Work request
After locating the line that contains "pub fn adapt_approximate(drive: &[f64], noise: &[f64])" in the data below, set down exactly that line and each one after it through the line that contains "its end are", and nothing more.

** Provided entries follows **

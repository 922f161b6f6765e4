// Copyright 2025 Neuraville Inc.
// SPDX-License-Identifier: Apache-2.0

//! Model parameters and algorithm variants

use core::str::FromStr;

use ihc_synapse_config::SynapseConfig;
pub use ihc_synapse_config::{MAX_TIME_RESOLUTION, REFRACTORY_RANGE, SPONT_RANGE};
use ihc_synapse_dsp::NoiseType;
use serde::{Deserialize, Serialize};

use crate::error::{Result, SynapseError};

/// Sampling frequency of the power-law adaptation stage (Hz)
pub const POWER_LAW_SAMPLING_FREQUENCY: f64 = 10e3;

/// Number of synaptic release sites
pub const N_SITES: usize = 4;

/// Integration scheme for power-law adaptation
#[derive(Debug, Clone, Copy, Default, PartialEq, Eq, Hash, Serialize, Deserialize)]
pub enum PowerLaw {
    /// O(n) cascaded IIR filters approximating the fractional kernels
    #[default]
    Approximated,
    /// O(n²) direct convolution with the fractional kernels
    Actual,
}

impl PowerLaw {
    pub fn name(&self) -> &'static str {
        match self {
            PowerLaw::Approximated => "approximated",
            PowerLaw::Actual => "actual",
        }
    }

    /// Case-insensitive lookup by name
    pub fn from_name(name: &str) -> Option<Self> {
        match name.trim().to_ascii_lowercase().as_str() {
            "approximated" => Some(PowerLaw::Approximated),
            "actual" => Some(PowerLaw::Actual),
            _ => None,
        }
    }
}

impl FromStr for PowerLaw {
    type Err = SynapseError;

    fn from_str(s: &str) -> Result<Self> {
        PowerLaw::from_name(s).ok_or_else(|| SynapseError::UnknownVariant {
            kind: "power law",
            value: s.to_string(),
        })
    }
}

/// Parse a noise variant name (`ones`, `fixed_matlab`, `fixed_seed`, `random`)
pub fn parse_noise_type(name: &str) -> Result<NoiseType> {
    NoiseType::from_name(name).ok_or_else(|| SynapseError::UnknownVariant {
        kind: "noise type",
        value: name.to_string(),
    })
}

/// Everything one `synapse` run needs besides its input signal
#[derive(Debug, Clone, PartialEq)]
pub struct SynapseParameters {
    /// Characteristic frequency (Hz)
    pub cf: f64,
    /// Spontaneous firing rate (spikes/s)
    pub spontaneous_rate: f64,
    /// Absolute refractory period (s)
    pub abs_refractory_period: f64,
    /// Baseline mean relative refractory period (s)
    pub rel_refractory_period: f64,
    /// Simulation time resolution `tdres` (s)
    pub time_resolution: f64,
    /// Samples in one stimulus repetition
    pub total_stim: usize,
    /// Stimulus repetitions
    pub repetitions: usize,
    pub noise_type: NoiseType,
    pub power_law: PowerLaw,
    /// Compute analytic mean-rate/variance estimates
    pub analytic_estimates: bool,
}

impl Default for SynapseParameters {
    fn default() -> Self {
        Self {
            cf: 5_000.0,
            spontaneous_rate: 100.0,
            abs_refractory_period: 0.6e-3,
            rel_refractory_period: 0.6e-3,
            time_resolution: 1e-5,
            total_stim: 0,
            repetitions: 1,
            noise_type: NoiseType::Random,
            power_law: PowerLaw::Approximated,
            analytic_estimates: true,
        }
    }
}

fn check_range(name: &'static str, value: f64, (lower, upper): (f64, f64)) -> Result<()> {
    // NaN fails both comparisons
    if value >= lower && value <= upper {
        Ok(())
    } else {
        Err(SynapseError::InvalidParameter {
            name,
            value,
            lower,
            upper,
        })
    }
}

impl SynapseParameters {
    /// Build parameters from a loaded configuration
    ///
    /// # Errors
    /// Unknown variant names or out-of-range values.
    pub fn from_config(config: &SynapseConfig, total_stim: usize) -> Result<Self> {
        let params = Self {
            cf: config.model.cf,
            spontaneous_rate: config.model.spontaneous_rate,
            abs_refractory_period: config.model.abs_refractory_period,
            rel_refractory_period: config.model.rel_refractory_period,
            time_resolution: config.simulation.time_resolution,
            total_stim,
            repetitions: config.simulation.repetitions,
            noise_type: parse_noise_type(&config.model.noise_type)?,
            power_law: config.model.power_law.parse()?,
            analytic_estimates: config.simulation.analytic_estimates,
        };
        params.validate()?;
        Ok(params)
    }

    /// Check every parameter against its range; fails on the first violation
    pub fn validate(&self) -> Result<()> {
        check_range("spontaneous_rate", self.spontaneous_rate, SPONT_RANGE)?;
        check_range("abs_refractory_period", self.abs_refractory_period, REFRACTORY_RANGE)?;
        check_range("rel_refractory_period", self.rel_refractory_period, REFRACTORY_RANGE)?;
        check_range("cf", self.cf, (f64::MIN_POSITIVE, f64::MAX))?;
        check_range(
            "time_resolution",
            self.time_resolution,
            (f64::MIN_POSITIVE, MAX_TIME_RESOLUTION),
        )?;
        Ok(())
    }

    /// Simulated samples across all repetitions (`nrep · totalstim`)
    #[inline]
    pub fn total_samples(&self) -> usize {
        self.total_stim * self.repetitions
    }
}
// Copyright 2025 Neuraville Inc.
// SPDX-License-Identifier: Apache-2.0

/*
 * Copyright 2025 Neuraville Inc.
 *
 * Licensed under the Apache License, Version 2.0 (the "License");
 * you may not use this file except in compliance with the License.
 */

//! # Power-Law Adaptation
//!
//! Two parallel pathways adapt the drive at the 10 kHz power-law rate:
//!
//! ```text
//! sout1[k] = max(0, x[k] + noise[k] − α1 · I1[k−1])     (fast, β1 = 0.5 ms)
//! sout2[k] = max(0, x[k]            − α2 · I2[k−1])     (slow, β2 = 100 ms)
//! I[k]     = Σ_{j≤k} sout[j] · Δ / ((k − j)·Δ + β)
//! out[k]   = sout1[k] + sout2[k]
//! ```
//!
//! [`PowerLaw::Actual`] evaluates `I` directly (O(n²)); [`PowerLaw::Approximated`]
//! replaces each sum with a cascade of second-order sections (O(n)), five for the fast
//! kernel and three for the slow one. Filter state starts at zero on every call.

use tracing::debug;

use crate::types::{PowerLaw, POWER_LAW_SAMPLING_FREQUENCY};

/// Fast pathway gain
pub const ALPHA1: f64 = 1.5e-6 * 100e3;
/// Slow pathway gain
pub const ALPHA2: f64 = 1e-2 * 100e3;
/// Fast kernel time constant (s)
pub const BETA1: f64 = 5e-4;
/// Slow kernel time constant (s)
pub const BETA2: f64 = 1e-1;

/// Power-law bin width (s)
const BIN_WIDTH: f64 = 1.0 / POWER_LAW_SAMPLING_FREQUENCY;

/// `(a1, a2, gain, b1, b2)`:
/// `y[k] = a1·y[k−1] + a2·y[k−2] + gain·(x[k] + b1·x[k−1] + b2·x[k−2])`
type SectionCoefficients = (f64, f64, f64, f64, f64);

const SLOW_SECTIONS: [SectionCoefficients; 3] = [
    (1.992127932802320, -0.992140616993846, 1.0e-3, -0.994466986569624, 0.000000000002347),
    (1.999195329360981, -0.999195402928777, 1.0, -1.997855276593802, 0.997855827934345),
    (-0.798261718183851, -0.199131619873480, 1.0, 0.798261718184977, 0.199131619874064),
];

const FAST_SECTIONS: [SectionCoefficients; 5] = [
    (0.491115852967412, -0.055050209956838, 0.2, -0.173492003319319, 0.000000172983796),
    (1.084520302502860, -0.288760329320566, 1.0, -0.803462163297112, 0.154962026341513),
    (1.588427084535629, -0.628138993662508, 1.0, -1.416084732997016, 0.496615555008723),
    (1.886287488516458, -0.888972875389923, 1.0, -1.830362725074550, 0.836399964176882),
    (1.989549282714008, -0.989558985673023, 1.0, -1.983165053215032, 0.983193027347456),
];

#[derive(Debug, Clone, Copy)]
struct Section {
    a1: f64,
    a2: f64,
    gain: f64,
    b1: f64,
    b2: f64,
    x1: f64,
    x2: f64,
    y1: f64,
    y2: f64,
}

impl Section {
    fn new((a1, a2, gain, b1, b2): SectionCoefficients) -> Self {
        Self {
            a1,
            a2,
            gain,
            b1,
            b2,
            x1: 0.0,
            x2: 0.0,
            y1: 0.0,
            y2: 0.0,
        }
    }

    #[inline]
    fn process(&mut self, x: f64) -> f64 {
        let y = self.a1 * self.y1
            + self.a2 * self.y2
            + self.gain * (x + self.b1 * self.x1 + self.b2 * self.x2);
        self.x2 = self.x1;
        self.x1 = x;
        self.y2 = self.y1;
        self.y1 = y;
        y
    }
}

/// Cascade of second-order sections approximating one fractional kernel
#[derive(Debug, Clone)]
struct KernelFilter {
    sections: Vec<Section>,
}

impl KernelFilter {
    fn new(coefficients: &[SectionCoefficients]) -> Self {
        Self {
            sections: coefficients.iter().copied().map(Section::new).collect(),
        }
    }

    #[inline]
    fn process(&mut self, x: f64) -> f64 {
        self.sections.iter_mut().fold(x, |acc, s| s.process(acc))
    }
}

/// Pathway outputs for one sample
#[inline]
fn pathways(drive: f64, noise: f64, i1: f64, i2: f64) -> (f64, f64) {
    let sout1 = (drive + noise - ALPHA1 * i1).max(0.0);
    let sout2 = (drive - ALPHA2 * i2).max(0.0);
    (sout1, sout2)
}

/// Exact power-law adaptation (O(n²) direct convolution)
///
/// Output length is `min(drive.len(), noise.len())`.
pub fn adapt_exact(drive: &[f64], noise: &[f64]) -> Vec<f64> {
    let n = drive.len().min(noise.len());
    let mut sout1 = Vec::with_capacity(n);
    let mut sout2 = Vec::with_capacity(n);
    let mut output = Vec::with_capacity(n);
    let (mut i1, mut i2) = (0.0, 0.0);

    for k in 0..n {
        let (s1, s2) = pathways(drive[k], noise[k], i1, i2);
        sout1.push(s1);
        sout2.push(s2);

        i1 = 0.0;
        i2 = 0.0;
        for j in 0..=k {
            let lag = (k - j) as f64 * BIN_WIDTH;
            i1 += sout1[j] * BIN_WIDTH / (lag + BETA1);
            i2 += sout2[j] * BIN_WIDTH / (lag + BETA2);
        }
        output.push(s1 + s2);
    }
    output
}

/// Approximated power-law adaptation (O(n) cascaded IIR filters)
///
/// Output length is `min(drive.len(), noise.len())`.
pub fn adapt_approximate(drive: &[f64], noise: &[f64]) -> Vec<f64> {
    let mut fast = KernelFilter::new(&FAST_SECTIONS);
    let mut slow = KernelFilter::new(&SLOW_SECTIONS);
    let (mut i1, mut i2) = (0.0, 0.0);

    drive
        .iter()
        .zip(noise.iter())
        .map(|(&x, &r)| {
            let (s1, s2) = pathways(x, r, i1, i2);
            i1 = fast.process(s1);
            i2 = slow.process(s2);
            s1 + s2
        })
        .collect()
}

/// Run the selected integration scheme
pub fn adapt(drive: &[f64], noise: &[f64], power_law: PowerLaw) -> Vec<f64> {
    debug!(
        "[SYNAPSE] Power-law adaptation ({}) over {} samples",
        power_law.name(),
        drive.len().min(noise.len())
    );
    match power_law {
        PowerLaw::Approximated => adapt_approximate(drive, noise),
        PowerLaw::Actual => adapt_exact(drive, noise),
    }
}

/// Linearly up-sample the adapted signal to the simulation rate and drop the
/// leading delay padding
///
/// An intermediate buffer of `total_samples + 2 · delay_point` samples receives
/// `resampling_size` interpolated values per source interval; writes past its end are
/// dropped. Output sample `i` is buffer sample `i + delay_point`.
pub fn upsample_and_align(
    adapted: &[f64],
    resampling_size: usize,
    delay_point: usize,
    total_samples: usize,
) -> Vec<f64> {
    let mut upsampled = vec![0.0; total_samples + 2 * delay_point];
    let step = resampling_size as f64;

    'outer: for (z, pair) in adapted.windows(2).enumerate() {
        let increment = (pair[1] - pair[0]) / step;
        for b in 0..resampling_size {
            let Some(slot) = upsampled.get_mut(z * resampling_size + b) else {
                break 'outer;
            };
            *slot = pair[0] + b as f64 * increment;
        }
    }

    upsampled
        .into_iter()
        .skip(delay_point)
        .take(total_samples)
        .collect()
}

** End of Provided entries **

Task response
pub fn adapt_approximate(drive: &[f64], noise: &[f64]) -> Vec<f64> {
    let mut fast = KernelFilter::new(&FAST_SECTIONS);
    let mut slow = KernelFilter::new(&SLOW_SECTIONS);
    let (mut i1, mut i2) = (0.0, 0.0);

    drive
        .iter()
        .zip(noise.iter())
        .map(|(&x, &r)| {
            let (s1, s2) = pathways(x, r, i1, i2);
            i1 = fast.process(s1);
            i2 = slow.process(s2);
            s1 + s2
        })
        .collect()
}

/// Run the selected integration scheme
pub fn adapt(drive: &[f64], noise: &[f64], power_law: PowerLaw) -> Vec<f64> {
    debug!(
        "[SYNAPSE] Power-law adaptation ({}) over {} samples",
        power_law.name(),
        drive.len().min(noise.len())
    );
    match power_law {
        PowerLaw::Approximated => adapt_approximate(drive, noise),
        PowerLaw::Actual => adapt_exact(drive, noise),
    }
}

/// Linearly up-sample the adapted signal to the simulation rate and drop the
/// leading delay padding
///
/// An intermediate buffer of `total_samples + 2 · delay_point` samples receives
/// `resampling_size` interpolated values per source interval; writes past its end are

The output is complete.